//! ---
//! vs_section: "05-messaging"
//! vs_subsection: "module"
//! vs_type: "source"
//! vs_scope: "code"
//! vs_description: "Message-bus topics, payloads and publication."
//! vs_version: "v0.0.0-prealpha"
//! vs_owner: "tbd"
//! ---
use chrono::{DateTime, SecondsFormat, Utc};
use serde::{Serialize, Serializer};
use vesense_dataflow::Value;

/// Availability payload published on start.
pub const PAYLOAD_AVAILABLE: &str = "Online";
/// Availability payload published on shutdown.
pub const PAYLOAD_NOT_AVAILABLE: &str = "Offline";

/// JSON body of a realtime value message.
#[derive(Debug, Clone, PartialEq, Serialize)]
#[serde(rename_all = "PascalCase")]
pub struct RealtimePayload {
    /// Sample time.
    #[serde(serialize_with = "rfc3339")]
    pub time: DateTime<Utc>,
    /// Rounded magnitude.
    pub value: f64,
    /// Physical unit.
    pub unit: String,
}

fn rfc3339<S: Serializer>(time: &DateTime<Utc>, serializer: S) -> Result<S::Ok, S::Error> {
    serializer.serialize_str(&time.to_rfc3339_opts(SecondsFormat::Secs, true))
}

impl From<&Value> for RealtimePayload {
    fn from(value: &Value) -> Self {
        Self {
            time: value.timestamp,
            value: value.value,
            unit: value.unit.clone(),
        }
    }
}

impl RealtimePayload {
    /// Encode as the JSON wire body.
    pub fn to_json(&self) -> crate::Result<String> {
        Ok(serde_json::to_string(self)?)
    }
}
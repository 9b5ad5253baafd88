//! ---
//! vs_section: "01-core-functionality"
//! vs_subsection: "module"
//! vs_type: "source"
//! vs_scope: "code"
//! vs_description: "Shared primitives and utilities for the core runtime."
//! vs_version: "v0.0.0-prealpha"
//! vs_owner: "tbd"
//! ---
//! Core shared primitives for the VE-Sense workspace.
//! This crate exposes configuration loading, logging bootstrap and the
//! injectable clock consumed by every pipeline stage.

pub mod config;
pub mod logging;
pub mod time;

pub use config::{
    AppConfig, CameraConfig, DataflowConfig, DeviceConfig, FileStoreConfig, FtpServerConfig,
    HttpServerConfig, LoadedAppConfig, LoggingConfig, MetricsConfig, MqttConfig,
};
pub use logging::{init_tracing, LogFormat};
pub use time::{Clock, ManualClock, SharedClock, SystemClock};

WORK ORDER: Using the exact wording, repeat all the entries.

EXERCISE OUTPUT:
//! ---
//! vs_section: "05-messaging"
//! vs_subsection: "module"
//! vs_type: "source"
//! vs_scope: "code"
//! vs_description: "Message-bus topics, payloads and publication."
//! vs_version: "v0.0.0-prealpha"
//! vs_owner: "tbd"
//! ---
use chrono::{DateTime, SecondsFormat, Utc};
use serde::{Serialize, Serializer};
use vesense_dataflow::Value;

/// Availability payload published on start.
pub const PAYLOAD_AVAILABLE: &str = "Online";
/// Availability payload published on shutdown.
pub const PAYLOAD_NOT_AVAILABLE: &str = "Offline";

/// JSON body of a realtime value message.
#[derive(Debug, Clone, PartialEq, Serialize)]
#[serde(rename_all = "PascalCase")]
pub struct RealtimePayload {
    /// Sample time.
    #[serde(serialize_with = "rfc3339")]
    pub time: DateTime<Utc>,
    /// Rounded magnitude.
    pub value: f64,
    /// Physical unit.
    pub unit: String,
}

fn rfc3339<S: Serializer>(time: &DateTime<Utc>, serializer: S) -> Result<S::Ok, S::Error> {
    serializer.serialize_str(&time.to_rfc3339_opts(SecondsFormat::Secs, true))
}

impl From<&Value> for RealtimePayload {
    fn from(value: &Value) -> Self {
        Self {
            time: value.timestamp,
            value: value.value,
            unit: value.unit.clone(),
        }
    }
}

impl RealtimePayload {
    /// Encode as the JSON wire body.
    pub fn to_json(&self) -> crate::Result<String> {
        Ok(serde_json::to_string(self)?)
    }
}
repository 9b5ad5253baafd88
//! ---
//! vs_section: "01-core-functionality"
//! vs_subsection: "module"
//! vs_type: "source"
//! vs_scope: "code"
//! vs_description: "Shared primitives and utilities for the core runtime."
//! vs_version: "v0.0.0-prealpha"
//! vs_owner: "tbd"
//! ---
//! Core shared primitives for the VE-Sense workspace.
//! This crate exposes configuration loading, logging bootstrap and the
//! injectable clock consumed by every pipeline stage.

pub mod config;
pub mod logging;
pub mod time;

pub use config::{
    AppConfig, CameraConfig, DataflowConfig, DeviceConfig, FileStoreConfig, FtpServerConfig,
    HttpServerConfig, LoadedAppConfig, LoggingConfig, MetricsConfig, MqttConfig,
};
pub use logging::{init_tracing, LogFormat};
pub use time::{Clock, ManualClock, SharedClock, SystemClock};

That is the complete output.